_Requirement_
Using the listing below, report each line holding the string "RefreshRequest".

### Dataset entries ###

//! Login, refresh, and logout.

use std::sync::Arc;

use axum::extract::State;
use axum::Json;
use serde::{Deserialize, Serialize};

use gough_store::Store;

use crate::auth::{AuthUser, RequestContext};
use crate::error::ApiError;
use crate::handlers::{envelope, Envelope};
use crate::state::GatewayState;

#[derive(Debug, Deserialize)]
pub(crate) struct LoginRequest {
    email: String,
    password: String,
}

#[derive(Debug, Serialize)]
pub(crate) struct TokenResponse {
    access_token: String,
    refresh_token: String,
    token_type: &'static str,
    expires_at: chrono::DateTime<chrono::Utc>,
}

/// `POST /api/v1/auth/login`
pub async fn login<S: Store + 'static>(
    State(state): State<Arc<GatewayState<S>>>,
    ctx: RequestContext,
    Json(request): Json<LoginRequest>,
) -> Result<Json<Envelope<TokenResponse>>, ApiError> {
    let result = state.identity.login(&request.email, &request.password);

    let outcome = if result.is_ok() { "success" } else { "failure" };
    state.auditor.record(
        &format!("email:{}", request.email),
        "auth.login",
        "user",
        &request.email,
        outcome,
        serde_json::json!({"client_ip": ctx.client_ip}),
        &ctx.request_id,
    );

    let (_user, pair) = result?;
    Ok(envelope(
        &ctx,
        TokenResponse {
            access_token: pair.access_token,
            refresh_token: pair.refresh_token,
            token_type: "Bearer",
            expires_at: pair.access_expires_at,
        },
    ))
}

#[derive(Debug, Deserialize)]
pub(crate) struct RefreshRequest {
    refresh_token: String,
}

/// `POST /api/v1/auth/refresh`
pub async fn refresh<S: Store + 'static>(
    State(state): State<Arc<GatewayState<S>>>,
    ctx: RequestContext,
    Json(request): Json<RefreshRequest>,
) -> Result<Json<Envelope<TokenResponse>>, ApiError> {
    let (_user, pair) = state.identity.refresh_user(&request.refresh_token)?;
    Ok(envelope(
        &ctx,
        TokenResponse {
            access_token: pair.access_token,
            refresh_token: pair.refresh_token,
            token_type: "Bearer",
            expires_at: pair.access_expires_at,
        },
    ))
}

#[derive(Debug, Serialize)]
pub(crate) struct LogoutResponse {
    logged_out: bool,
}

/// `POST /api/v1/auth/logout`
pub async fn logout<S: Store + 'static>(
    State(state): State<Arc<GatewayState<S>>>,
    ctx: RequestContext,
    user: AuthUser,
) -> Result<Json<Envelope<LogoutResponse>>, ApiError> {
    state.identity.logout(&user.user_id)?;
    state.auditor.record(
        &format!("user:{}", user.user_id),
        "auth.logout",
        "user",
        &user.email,
        "success",
        serde_json::Value::Null,
        &ctx.request_id,
    );
    Ok(envelope(&ctx, LogoutResponse { logged_out: true }))
}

###

_Exercise solution_
pub(crate) struct RefreshRequest {
    Json(request): Json<RefreshRequest>,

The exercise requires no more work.